Tareq Abboushi is a graduate with honors from William Paterson University with a B.M. in Jazz Piano Performance. Abboushi has been playing the buzuq for more than a decade, starting at the National Conservatory of Music in Ramallah, Palestine. He has performed with such notable musicians as Simon Shaheen (Symphony Space), David Brosa (The United Nations, Saint John the Divine Cathedral), Omar Farouk Tekbilek, and Dan Zanes (Prospect Park's Celebrate Brooklyn Festival). He has given numerous lecture demonstrations about Arabic Music at Columbia University, NYU, Juilliard, The Museum of the City of New York, and the Children’s Museums of Brooklyn and Manhattan. He is part of many groups in the New York area and is leading and composing for his own quintet SHUSMO, playing mostly original compositions of Middle Eastern/Jazz fusion. He has composed several scores for films and radio programs and was featured on several albums.

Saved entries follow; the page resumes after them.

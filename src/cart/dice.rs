//! Randomness seam for stock generation.
//!
//! The generator only needs three kinds of draws: a percentile roll, a uniform index,
//! and an inclusive integer range for prices. Production uses [`RandDice`] over a
//! seeded `StdRng`; [`ScriptedDice`] replays fixed draws so a stock can be reproduced.

use rand::rngs::StdRng;
use rand::{Rng, SeedableRng};
use std::collections::VecDeque;

pub trait Dice: Send {
    /// Percentile roll in `1..=100`.
    fn d100(&mut self) -> u32;
    /// Uniform index in `0..len`. `len` is never zero.
    fn pick(&mut self, len: usize) -> usize;
    /// Uniform integer in `low..=high`.
    fn between(&mut self, low: u64, high: u64) -> u64;
}

/// [`Dice`] backed by a `rand` generator.
pub struct RandDice<R: Rng + Send> {
    rng: R,
}

impl RandDice<StdRng> {
    pub fn from_entropy() -> Self {
        Self {
            rng: StdRng::from_entropy(),
        }
    }

    pub fn seeded(seed: u64) -> Self {
        Self {
            rng: StdRng::seed_from_u64(seed),
        }
    }
}

impl<R: Rng + Send> RandDice<R> {
    pub fn new(rng: R) -> Self {
        Self { rng }
    }
}

impl<R: Rng + Send> Dice for RandDice<R> {
    fn d100(&mut self) -> u32 {
        self.rng.gen_range(1..=100)
    }

    fn pick(&mut self, len: usize) -> usize {
        self.rng.gen_range(0..len)
    }

    fn between(&mut self, low: u64, high: u64) -> u64 {
        self.rng.gen_range(low..=high)
    }
}

/// Replays queued draws in order. When a queue runs dry the draw falls back to the
/// lowest legal value (roll 1, index 0, `low`).
#[derive(Debug, Default, Clone)]
pub struct ScriptedDice {
    rolls: VecDeque<u32>,
    picks: VecDeque<usize>,
    amounts: VecDeque<u64>,
}

impl ScriptedDice {
    pub fn new() -> Self {
        Self::default()
    }

    /// Queue percentile rolls; the first one consumed by a generator is the band.
    pub fn rolls(mut self, rolls: impl IntoIterator<Item = u32>) -> Self {
        self.rolls.extend(rolls);
        self
    }

    pub fn picks(mut self, picks: impl IntoIterator<Item = usize>) -> Self {
        self.picks.extend(picks);
        self
    }

    pub fn amounts(mut self, amounts: impl IntoIterator<Item = u64>) -> Self {
        self.amounts.extend(amounts);
        self
    }
}

impl Dice for ScriptedDice {
    fn d100(&mut self) -> u32 {
        self.rolls.pop_front().unwrap_or(1).clamp(1, 100)
    }

    fn pick(&mut self, len: usize) -> usize {
        self.picks.pop_front().unwrap_or(0).min(len.saturating_sub(1))
    }

    fn between(&mut self, low: u64, high: u64) -> u64 {
        self.amounts.pop_front().unwrap_or(low).clamp(low, high)
    }
}

#[cfg(test)]
mod tests {
    use super::*;

    #[test]
    fn rand_dice_stays_in_bounds() {
        let mut dice = RandDice::seeded(7);
        for _ in 0..500 {
            let roll = dice.d100();
            assert!((1..=100).contains(&roll));
            assert!(dice.pick(3) < 3);
            let amount = dice.between(250, 500);
            assert!((250..=500).contains(&amount));
        }
    }

    #[test]
    fn scripted_dice_replays_then_falls_back() {
        let mut dice = ScriptedDice::new().rolls([61, 120]).picks([5]).amounts([9]);
        assert_eq!(dice.d100(), 61);
        assert_eq!(dice.d100(), 100);
        assert_eq!(dice.d100(), 1);
        assert_eq!(dice.pick(2), 1);
        assert_eq!(dice.between(50, 100), 50);
    }
}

He won two prizes for best film score and best CD.
Rufus Cappadocia has built a solid reputation as one of the most innovative and versatile cellists, performing at well-known venues and music festivals throughout Europe and North America. Playing on a self-designed five string cello that combines an extended technique of the bass and cello, he is able to function as both a lead and rhythm section instrument. He has honed his distinct musical voice into a form of playing that combines near eastern music with groove, blues and jazz sensibilities.
Amir ElSaffar, trumpeter, composer, singer, and santoor player, is garnering an international reputation for his work, both in the traditional Iraqi Maqam and in jazz music. He is one of the few in the world that has mastered the Iraqi Maqam, both on the santoor (Iraqi hammered-dulcimer) and as a vocalist. Additionally, he has developed a new approach to playing the trumpet, which utilizes the microtuning and ornaments that are characteristic to Arabic music. His suite, Two Rivers, which combines Iraqi traditional music with Jazz, has received much critical acclaim and has received airplay on radio stations across the US and Canada.
Brahim Fribgane, born and raised in Morocco, grew up surrounded by North African, Gnawa, Berber, Arabic and Andulusian music. Brahim's oud style, whether he's playing folkloric Berber songs, beautifully complex and soulful Arabic music, or the fusion of jazz, samba, reggae or Indian, reveals his openness to all music and appreciation of all people and cultures. Brahim is also a briliant percussionist who takes the dumbek to new levels, alternately blending and contrasting rhythms while at the same time keeping his listeners and fellow musicians rhythmically secure.